§ **EXERCISE DETAILS**: Spot each line in the data below containing "EmptyStmt" and copy it.

====== AVAILABLE DATA ======

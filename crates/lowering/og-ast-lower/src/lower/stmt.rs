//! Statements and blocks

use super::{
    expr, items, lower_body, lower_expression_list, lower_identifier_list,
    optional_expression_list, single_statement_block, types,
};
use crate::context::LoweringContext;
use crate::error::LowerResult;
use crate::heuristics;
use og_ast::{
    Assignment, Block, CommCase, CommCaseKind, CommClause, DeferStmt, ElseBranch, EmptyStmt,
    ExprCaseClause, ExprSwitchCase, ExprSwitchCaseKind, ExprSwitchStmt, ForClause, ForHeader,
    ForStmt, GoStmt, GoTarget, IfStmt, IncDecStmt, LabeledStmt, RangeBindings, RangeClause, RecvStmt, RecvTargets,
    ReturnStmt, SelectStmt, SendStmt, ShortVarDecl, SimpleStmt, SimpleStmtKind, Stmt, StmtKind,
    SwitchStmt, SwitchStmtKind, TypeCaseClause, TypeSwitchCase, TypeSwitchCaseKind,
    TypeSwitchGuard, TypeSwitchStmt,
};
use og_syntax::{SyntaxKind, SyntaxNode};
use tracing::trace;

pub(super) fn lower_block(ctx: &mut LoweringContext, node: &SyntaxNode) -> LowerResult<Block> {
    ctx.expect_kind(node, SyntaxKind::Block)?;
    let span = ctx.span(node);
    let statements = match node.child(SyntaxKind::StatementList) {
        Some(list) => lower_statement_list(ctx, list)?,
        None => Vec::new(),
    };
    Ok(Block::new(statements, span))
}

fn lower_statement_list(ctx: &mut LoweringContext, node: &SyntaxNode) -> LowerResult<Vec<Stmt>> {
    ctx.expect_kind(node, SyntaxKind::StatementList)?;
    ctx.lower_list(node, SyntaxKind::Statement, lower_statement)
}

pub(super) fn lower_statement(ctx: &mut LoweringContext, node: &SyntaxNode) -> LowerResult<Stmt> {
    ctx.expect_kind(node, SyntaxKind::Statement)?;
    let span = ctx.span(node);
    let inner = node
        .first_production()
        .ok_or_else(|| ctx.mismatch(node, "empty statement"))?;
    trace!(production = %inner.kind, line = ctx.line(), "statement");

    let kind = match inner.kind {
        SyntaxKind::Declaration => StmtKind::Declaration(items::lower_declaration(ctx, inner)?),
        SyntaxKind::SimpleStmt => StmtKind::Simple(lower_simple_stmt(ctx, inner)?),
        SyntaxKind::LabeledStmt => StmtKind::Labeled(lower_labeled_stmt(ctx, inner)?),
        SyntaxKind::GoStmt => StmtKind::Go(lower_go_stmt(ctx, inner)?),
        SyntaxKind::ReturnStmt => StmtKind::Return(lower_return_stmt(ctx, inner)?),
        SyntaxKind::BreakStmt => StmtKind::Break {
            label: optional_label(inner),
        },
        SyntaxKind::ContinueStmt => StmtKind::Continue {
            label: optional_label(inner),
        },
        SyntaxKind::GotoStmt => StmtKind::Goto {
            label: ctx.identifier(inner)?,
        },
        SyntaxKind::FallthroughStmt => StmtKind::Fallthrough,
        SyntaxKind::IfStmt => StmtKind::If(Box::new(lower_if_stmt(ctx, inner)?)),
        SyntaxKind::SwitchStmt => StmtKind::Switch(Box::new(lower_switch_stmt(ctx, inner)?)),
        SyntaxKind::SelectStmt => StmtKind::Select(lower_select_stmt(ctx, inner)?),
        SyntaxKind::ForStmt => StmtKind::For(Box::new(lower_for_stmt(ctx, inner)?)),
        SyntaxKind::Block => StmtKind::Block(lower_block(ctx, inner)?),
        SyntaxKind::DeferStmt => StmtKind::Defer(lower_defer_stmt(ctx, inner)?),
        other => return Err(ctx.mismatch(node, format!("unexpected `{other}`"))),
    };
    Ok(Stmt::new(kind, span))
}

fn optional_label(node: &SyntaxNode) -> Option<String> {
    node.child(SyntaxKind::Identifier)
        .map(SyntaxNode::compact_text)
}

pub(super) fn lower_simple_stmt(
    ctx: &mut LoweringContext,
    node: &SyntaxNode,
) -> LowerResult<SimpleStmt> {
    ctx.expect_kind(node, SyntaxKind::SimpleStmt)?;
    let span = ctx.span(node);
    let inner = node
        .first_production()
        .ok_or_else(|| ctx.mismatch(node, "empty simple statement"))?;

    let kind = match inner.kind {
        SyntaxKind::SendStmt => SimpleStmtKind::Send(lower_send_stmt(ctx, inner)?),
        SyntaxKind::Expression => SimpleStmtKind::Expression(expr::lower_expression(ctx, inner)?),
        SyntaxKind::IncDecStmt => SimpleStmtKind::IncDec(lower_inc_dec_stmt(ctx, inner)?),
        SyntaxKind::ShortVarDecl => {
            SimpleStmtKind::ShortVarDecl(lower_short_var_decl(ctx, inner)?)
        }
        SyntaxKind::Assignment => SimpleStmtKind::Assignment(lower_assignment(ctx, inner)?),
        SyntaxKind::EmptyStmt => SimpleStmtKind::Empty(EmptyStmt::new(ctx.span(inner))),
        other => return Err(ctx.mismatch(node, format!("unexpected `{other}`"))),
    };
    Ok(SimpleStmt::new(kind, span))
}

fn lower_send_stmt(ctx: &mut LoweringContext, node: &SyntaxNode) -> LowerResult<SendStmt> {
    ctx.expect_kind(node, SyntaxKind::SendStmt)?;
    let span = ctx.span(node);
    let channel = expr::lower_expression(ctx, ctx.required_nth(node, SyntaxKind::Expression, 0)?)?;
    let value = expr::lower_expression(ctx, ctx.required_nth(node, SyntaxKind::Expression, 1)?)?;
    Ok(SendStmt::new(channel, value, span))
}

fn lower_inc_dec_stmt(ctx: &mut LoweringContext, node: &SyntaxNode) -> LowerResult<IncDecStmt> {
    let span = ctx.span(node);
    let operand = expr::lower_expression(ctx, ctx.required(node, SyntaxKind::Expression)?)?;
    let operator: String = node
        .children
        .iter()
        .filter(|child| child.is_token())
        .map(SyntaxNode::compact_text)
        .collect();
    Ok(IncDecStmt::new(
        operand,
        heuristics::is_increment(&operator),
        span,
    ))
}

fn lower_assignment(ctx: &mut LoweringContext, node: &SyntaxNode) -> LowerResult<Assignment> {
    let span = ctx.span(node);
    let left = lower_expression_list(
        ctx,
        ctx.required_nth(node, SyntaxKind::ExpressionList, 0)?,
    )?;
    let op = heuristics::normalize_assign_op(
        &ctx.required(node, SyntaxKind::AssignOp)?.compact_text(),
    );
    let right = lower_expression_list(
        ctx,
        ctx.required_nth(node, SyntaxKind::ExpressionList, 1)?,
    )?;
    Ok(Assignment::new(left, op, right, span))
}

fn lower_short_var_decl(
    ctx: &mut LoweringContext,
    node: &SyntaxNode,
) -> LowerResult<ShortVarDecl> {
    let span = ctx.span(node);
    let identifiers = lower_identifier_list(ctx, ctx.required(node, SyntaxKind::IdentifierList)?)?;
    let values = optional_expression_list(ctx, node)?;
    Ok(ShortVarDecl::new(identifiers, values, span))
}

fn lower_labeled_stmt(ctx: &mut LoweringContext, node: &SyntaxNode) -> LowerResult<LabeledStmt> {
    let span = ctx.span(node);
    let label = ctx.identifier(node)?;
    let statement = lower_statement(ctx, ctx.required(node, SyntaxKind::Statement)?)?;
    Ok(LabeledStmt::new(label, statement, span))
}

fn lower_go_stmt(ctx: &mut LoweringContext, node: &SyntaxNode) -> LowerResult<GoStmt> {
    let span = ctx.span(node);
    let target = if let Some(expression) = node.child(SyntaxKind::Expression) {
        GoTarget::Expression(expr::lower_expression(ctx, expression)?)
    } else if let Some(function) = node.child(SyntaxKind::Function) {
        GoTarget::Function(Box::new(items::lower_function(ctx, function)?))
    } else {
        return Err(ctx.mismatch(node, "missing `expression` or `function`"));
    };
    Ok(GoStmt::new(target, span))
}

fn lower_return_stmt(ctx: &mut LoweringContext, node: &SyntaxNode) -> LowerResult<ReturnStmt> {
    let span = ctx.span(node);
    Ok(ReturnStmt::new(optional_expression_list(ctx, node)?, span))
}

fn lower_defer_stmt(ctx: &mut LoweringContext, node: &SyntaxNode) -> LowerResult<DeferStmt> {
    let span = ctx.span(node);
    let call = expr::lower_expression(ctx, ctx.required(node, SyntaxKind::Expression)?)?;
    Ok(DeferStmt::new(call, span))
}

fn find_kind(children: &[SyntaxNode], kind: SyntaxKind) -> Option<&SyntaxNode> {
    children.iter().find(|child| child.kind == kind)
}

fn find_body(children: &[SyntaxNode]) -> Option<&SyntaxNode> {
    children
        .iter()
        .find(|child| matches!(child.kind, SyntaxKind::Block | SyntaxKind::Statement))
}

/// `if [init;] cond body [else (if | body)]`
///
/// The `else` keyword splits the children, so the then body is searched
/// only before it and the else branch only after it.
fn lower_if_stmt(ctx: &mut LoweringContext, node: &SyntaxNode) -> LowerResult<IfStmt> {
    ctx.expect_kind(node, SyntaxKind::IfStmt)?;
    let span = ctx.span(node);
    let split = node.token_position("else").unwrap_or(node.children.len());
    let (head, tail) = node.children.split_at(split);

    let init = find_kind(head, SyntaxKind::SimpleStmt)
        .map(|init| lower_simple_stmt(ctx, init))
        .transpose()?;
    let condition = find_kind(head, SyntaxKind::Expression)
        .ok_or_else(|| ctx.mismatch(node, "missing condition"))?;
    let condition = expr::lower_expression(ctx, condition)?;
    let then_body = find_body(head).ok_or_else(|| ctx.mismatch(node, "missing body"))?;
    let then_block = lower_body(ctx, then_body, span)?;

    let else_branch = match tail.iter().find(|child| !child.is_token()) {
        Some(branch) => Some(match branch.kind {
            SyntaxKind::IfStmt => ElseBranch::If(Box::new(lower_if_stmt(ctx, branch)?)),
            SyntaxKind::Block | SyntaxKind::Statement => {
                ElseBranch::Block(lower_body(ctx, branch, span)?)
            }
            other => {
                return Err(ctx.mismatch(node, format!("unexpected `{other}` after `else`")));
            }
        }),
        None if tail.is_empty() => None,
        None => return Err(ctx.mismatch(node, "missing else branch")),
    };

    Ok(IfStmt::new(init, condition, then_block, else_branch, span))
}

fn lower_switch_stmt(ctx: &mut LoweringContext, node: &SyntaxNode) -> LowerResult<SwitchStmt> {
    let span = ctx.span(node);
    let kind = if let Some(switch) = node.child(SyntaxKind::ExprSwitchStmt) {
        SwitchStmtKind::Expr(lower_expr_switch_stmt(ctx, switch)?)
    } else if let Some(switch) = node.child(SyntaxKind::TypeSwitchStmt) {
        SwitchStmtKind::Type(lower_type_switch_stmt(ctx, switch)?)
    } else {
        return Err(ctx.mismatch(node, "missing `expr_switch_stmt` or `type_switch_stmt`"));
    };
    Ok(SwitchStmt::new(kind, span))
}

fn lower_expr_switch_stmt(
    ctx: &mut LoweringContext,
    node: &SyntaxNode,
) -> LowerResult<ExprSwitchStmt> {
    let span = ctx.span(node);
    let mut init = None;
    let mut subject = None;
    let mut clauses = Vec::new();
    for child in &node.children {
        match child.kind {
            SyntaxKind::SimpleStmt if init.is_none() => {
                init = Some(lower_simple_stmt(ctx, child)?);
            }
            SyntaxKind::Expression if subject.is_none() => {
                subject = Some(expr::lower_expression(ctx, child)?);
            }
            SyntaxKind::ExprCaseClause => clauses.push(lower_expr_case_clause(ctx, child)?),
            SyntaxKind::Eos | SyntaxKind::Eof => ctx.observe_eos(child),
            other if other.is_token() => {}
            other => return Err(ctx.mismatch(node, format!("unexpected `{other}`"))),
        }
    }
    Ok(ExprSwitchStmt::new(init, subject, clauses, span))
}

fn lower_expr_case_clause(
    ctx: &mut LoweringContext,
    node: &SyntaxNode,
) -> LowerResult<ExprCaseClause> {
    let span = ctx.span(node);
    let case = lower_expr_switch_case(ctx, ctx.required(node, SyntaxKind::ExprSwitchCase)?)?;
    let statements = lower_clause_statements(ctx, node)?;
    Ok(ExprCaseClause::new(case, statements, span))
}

======

§ **COMPLETED EXERCISE**:
    Assignment, Block, CommCase, CommCaseKind, CommClause, DeferStmt, ElseBranch, EmptyStmt,
        SyntaxKind::EmptyStmt => SimpleStmtKind::Empty(EmptyStmt::new(ctx.span(inner))),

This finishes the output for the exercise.